Cytotoxic Necrotizing Factor 1 (CNF1) 730–1014 shows no interaction, CNF1 726–1014 shows weaker interaction with rLu/BCAM in comparison to CNF1 and CNF1 720–1014. (A) Schematic representation of CNF1 and its truncated versions with the α-helix of interest highlighted; (B) crystal structure of the catalytic part of CNF1 from amino acid 720 to 1014, the α-helix of interest from amino acid 720 to 733 is highlighted; (C,D) enrichment of GST-CNF1 (1), GST-CNF1 720–1014 (2), GST-CNF1 726–1014 (3), and GST-CNF1 730–1014 (4) verified via SDS-PAGE following Coomassie staining (C) or an immunoblot using an anti-GST antibody (D); (E) dot blot binding analysis, different CNF proteins were dotted on a nitrocellulose membrane and incubated with rLu/BCAM for 30 min.

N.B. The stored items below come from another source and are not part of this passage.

//! # Plotpath GCode
//!
//! GCode front end: a forward-only modal interpreter that turns linear
//! moves, dwells, homing, positioning modes and position resets into
//! `PathEmitter` calls.

pub mod block;
pub mod command;
pub mod error;
pub mod interpreter;

pub use block::{strip_comments, Block, Word};
pub use command::Command;
pub use error::{GcodeError, Result};
pub use interpreter::{
    gcode_to_path, CarriedFields, GcodeConversion, GcodeInterpreter, GcodeOptions, GCODE_WELCOME,
};
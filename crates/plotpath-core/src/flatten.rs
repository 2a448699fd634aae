//! Bézier curve flattening
//!
//! Turns a quadratic or cubic Bézier, given in the emitter's local frame,
//! into a short polyline. The curve is sampled uniformly in its parameter
//! with a sample count driven by its arclength, then reduced with a
//! Douglas-Peucker pass that always keeps both endpoints.

use lyon::geom::{point as lpoint, CubicBezierSegment, QuadraticBezierSegment};

use crate::error::FlattenError;
use crate::geometry::Point;

/// Arclength covered by one sample, in device units
pub const SAMPLE_SPACING: f64 = 16.0;

/// Lower bound on the number of parameter steps
pub const MIN_SAMPLES: usize = 5;

/// Maximum perpendicular deviation removed by simplification, in device units
pub const SIMPLIFY_TOLERANCE: f64 = 1.0;

/// Tolerance handed to lyon's length approximation
const LENGTH_TOLERANCE: f64 = 1e-3;

/// A flattened curve
#[derive(Debug, Clone, PartialEq)]
pub struct FlattenedCurve {
    /// Arclength of the source curve
    pub length: f64,
    /// Number of parameter steps used for sampling (N; N + 1 points were sampled)
    pub samples: usize,
    /// Simplified polyline, first and last sample preserved
    pub points: Vec<Point>,
}

enum Curve {
    Quadratic(QuadraticBezierSegment<f64>),
    Cubic(CubicBezierSegment<f64>),
}

impl Curve {
    fn length(&self) -> f64 {
        match self {
            Curve::Quadratic(q) => q.to_cubic().approximate_length(LENGTH_TOLERANCE),
            Curve::Cubic(c) => c.approximate_length(LENGTH_TOLERANCE),
        }
    }

    fn sample(&self, t: f64) -> Point {
        let p = match self {
            Curve::Quadratic(q) => q.sample(t),
            Curve::Cubic(c) => c.sample(t),
        };
        Point::new(p.x, p.y)
    }

    fn endpoints(&self) -> (Point, Point) {
        let (from, to) = match self {
            Curve::Quadratic(q) => (q.from, q.to),
            Curve::Cubic(c) => (c.from, c.to),
        };
        (Point::new(from.x, from.y), Point::new(to.x, to.y))
    }
}

/// Curve flattener with fixed sampling parameters
#[derive(Debug, Clone, Copy, Default)]
pub struct CurveFlattener;

impl CurveFlattener {
    pub fn new() -> Self {
        Self
    }

    /// Flatten a curve from its control polygon (3 points: quadratic, 4: cubic)
    pub fn flatten(&self, control: &[Point]) -> Result<FlattenedCurve, FlattenError> {
        let lp = |p: &Point| lpoint(p.x, p.y);
        let curve = match control {
            [from, ctrl, to] => Curve::Quadratic(QuadraticBezierSegment {
                from: lp(from),
                ctrl: lp(ctrl),
                to: lp(to),
            }),
            [from, ctrl1, ctrl2, to] => Curve::Cubic(CubicBezierSegment {
                from: lp(from),
                ctrl1: lp(ctrl1),
                ctrl2: lp(ctrl2),
                to: lp(to),
            }),
            _ if control.len() < 3 => {
                return Err(FlattenError::TooFewControlPoints {
                    count: control.len(),
                })
            }
            _ => {
                return Err(FlattenError::TooManyControlPoints {
                    count: control.len(),
                })
            }
        };
        Ok(Self::flatten_curve(&curve))
    }

    pub fn flatten_quadratic(&self, from: Point, ctrl: Point, to: Point) -> FlattenedCurve {
        Self::flatten_curve(&Curve::Quadratic(QuadraticBezierSegment {
            from: lpoint(from.x, from.y),
            ctrl: lpoint(ctrl.x, ctrl.y),
            to: lpoint(to.x, to.y),
        }))
    }

    pub fn flatten_cubic(
        &self,
        from: Point,
        ctrl1: Point,
        ctrl2: Point,
        to: Point,
    ) -> FlattenedCurve {
        Self::flatten_curve(&Curve::Cubic(CubicBezierSegment {
            from: lpoint(from.x, from.y),
            ctrl1: lpoint(ctrl1.x, ctrl1.y),
            ctrl2: lpoint(ctrl2.x, ctrl2.y),
            to: lpoint(to.x, to.y),
        }))
    }

    fn flatten_curve(curve: &Curve) -> FlattenedCurve {
        let length = curve.length();
        let samples = sample_count(length);
        let (from, to) = curve.endpoints();
        let raw: Vec<Point> = (0..=samples)
            .map(|i| match i {
                0 => from,
                i if i == samples => to,
                i => curve.sample(i as f64 / samples as f64),
            })
            .collect();
        FlattenedCurve {
            length,
            samples,
            points: simplify(&raw, SIMPLIFY_TOLERANCE),
        }
    }
}

/// Number of parameter steps for a curve of the given arclength
pub fn sample_count(length: f64) -> usize {
    let steps = (length / SAMPLE_SPACING).ceil();
    if steps.is_finite() && steps > MIN_SAMPLES as f64 {
        steps as usize
    } else {
        MIN_SAMPLES
    }
}

/// Douglas-Peucker polyline simplification
///
/// Interior points closer than `tolerance` to the kept chord are dropped.
/// The first and last points are always kept.
pub fn simplify(points: &[Point], tolerance: f64) -> Vec<Point> {
    if points.len() <= 2 {
        return points.to_vec();
    }

    let tolerance_sq = tolerance * tolerance;
    let last = points.len() - 1;
    let mut keep = vec![false; points.len()];
    keep[0] = true;
    keep[last] = true;

    let mut stack = vec![(0, last)];
    while let Some((anchor, floater)) = stack.pop() {
        if anchor + 1 >= floater {
            continue;
        }

        let mut max_dist_sq = 0.0;
        let mut furthest = anchor;
        for i in (anchor + 1)..floater {
            let dist_sq = segment_distance_sq(points[i], points[anchor], points[floater]);
            if dist_sq > max_dist_sq {
                max_dist_sq = dist_sq;
                furthest = i;
            }
        }

        if max_dist_sq > tolerance_sq {
            keep[furthest] = true;
            stack.push((anchor, furthest));
            stack.push((furthest, floater));
        }
    }

    points
        .iter()
        .zip(keep)
        .filter_map(|(p, k)| k.then_some(*p))
        .collect()
}

/// Squared distance from `p` to the segment `a`-`b`
fn segment_distance_sq(p: Point, a: Point, b: Point) -> f64 {
    let ab = b - a;
    let len_sq = ab.x * ab.x + ab.y * ab.y;
    let closest = if len_sq == 0.0 {
        a
    } else {
        let t = (((p.x - a.x) * ab.x + (p.y - a.y) * ab.y) / len_sq).clamp(0.0, 1.0);
        a.translate(ab.x * t, ab.y * t)
    };
    let d = p - closest;
    d.x * d.x + d.y * d.y
}
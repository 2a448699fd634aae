//! Error handling for the plotpath core
//!
//! Provides the error types raised by the shared geometry core:
//! - Emitter errors (context and code-buffer stack discipline)
//! - Flattening errors (invalid Bézier input)
//!
//! All error types use `thiserror` for ergonomic error handling.

use thiserror::Error;

/// Emitter error type
///
/// Every variant is a broken push/pop contract on one of the emitter's
/// stacks. None of them can be produced by malformed input; they indicate
/// a caller that did not pair its stack operations.
#[derive(Error, Debug, Clone, PartialEq, Eq)]
pub enum EmitterError {
    /// `release_context` called with no stored context
    #[error("Context stack underflow: release without matching store")]
    ContextUnderflow,

    /// `release_code` or `restore_code` called with no stored snapshot
    #[error("Code stack underflow: {operation} without matching store")]
    CodeUnderflow {
        /// The operation that found the stack empty.
        operation: &'static str,
    },

    /// Output requested while code snapshots are still pending
    #[error("Unbalanced code stack: {depth} snapshot(s) still pending")]
    UnbalancedCodeStack {
        /// Number of snapshots left on the stack.
        depth: usize,
    },

    /// Output requested while transform contexts are still pushed
    #[error("Unbalanced context stack: {depth} context(s) still pushed")]
    UnbalancedContextStack {
        /// Number of contexts left on the stack.
        depth: usize,
    },
}

/// Curve flattening error type
#[derive(Error, Debug, Clone, PartialEq, Eq)]
pub enum FlattenError {
    /// Fewer than 3 control points were supplied
    #[error("Too few control points for a Bézier curve: {count} (need 3 or 4)")]
    TooFewControlPoints {
        /// The number of points supplied.
        count: usize,
    },

    /// More than 4 control points were supplied
    #[error("Unsupported Bézier degree: {count} control points (need 3 or 4)")]
    TooManyControlPoints {
        /// The number of points supplied.
        count: usize,
    },
}

/// Main error type for the plotpath core
#[derive(Error, Debug, Clone, PartialEq, Eq)]
pub enum Error {
    /// Emitter stack error
    #[error(transparent)]
    Emitter(#[from] EmitterError),

    /// Curve flattening error
    #[error(transparent)]
    Flatten(#[from] FlattenError),
}

/// Result type for core operations
pub type Result<T> = std::result::Result<T, Error>;
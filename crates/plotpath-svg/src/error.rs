//! Error handling for the SVG front end
//!
//! Input errors are local to one shape element: the element's partial
//! output is rolled back and the error is reported next to the output.
//! Only `Emitter` errors abort a conversion.

use plotpath_core::EmitterError;
use thiserror::Error;

/// SVG conversion error type
#[derive(Error, Debug, Clone, PartialEq)]
pub enum SvgError {
    /// Path command the grammar does not implement (elliptical arcs)
    #[error("Path command '{command}' not supported")]
    UnsupportedPathCommand {
        /// The command letter.
        command: char,
    },

    /// Element with no handler
    #[error("Element <{tag}> not supported")]
    UnsupportedElement {
        /// The lowercased tag name.
        tag: String,
    },

    /// Coordinate token that is not a finite number
    #[error("Invalid coordinate: '{token}'")]
    MalformedCoordinate {
        /// The offending token.
        token: String,
    },

    /// Path data ended in the middle of a command's coordinates
    #[error("Command '{command}' expects {expected} coordinates, found {found}")]
    MissingCoordinates {
        /// The active command letter.
        command: char,
        /// Coordinates needed by one repetition of the command.
        expected: usize,
        /// Coordinates left in the data.
        found: usize,
    },

    /// Coordinate with no active command before it
    #[error("Coordinate '{token}' has no command")]
    UnexpectedNumber {
        /// The offending token.
        token: String,
    },

    /// Point list with an odd number of values
    #[error("Odd point list: {count} values")]
    OddPointList {
        /// Number of values in the list.
        count: usize,
    },

    /// Required attribute absent
    #[error("<{element}> is missing attribute '{attribute}'")]
    MissingAttribute {
        /// The element tag.
        element: &'static str,
        /// The attribute name.
        attribute: &'static str,
    },

    /// `z`/`Z` before any move command
    #[error("Close command before any move")]
    CloseBeforeMove,

    /// Emitter stack contract violation
    #[error(transparent)]
    Emitter(#[from] EmitterError),
}

/// Result type for SVG conversion
pub type Result<T> = std::result::Result<T, SvgError>;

After blocking the membrane with skimmed milk, detection of rLu/BCAM was performed with an anti-Lu/BCAM antibody; (F) flow cytometry competition studies, suspension of HeLa cells (3 × 10⁵ cells in 1 mL medium) were preincubated with different unlabeled N-terminal truncated CNF1 proteins, respectively. Then, cells were washed with PBS and incubated with DyLight488-labeled GST-CNF1 (as control cells were incubated with labeled CNF1 without preincubation and set to 100%). Following washing with PBS, cells were subjected to flow cytometry measurements. The bound fluorescence is shown in comparison to the control. Data shown represent three independent experiments + standard deviations. Statistical analyses were performed using two-way ANOVA. * p < 0.05; *** p < 0.001; **** p < 0.0001.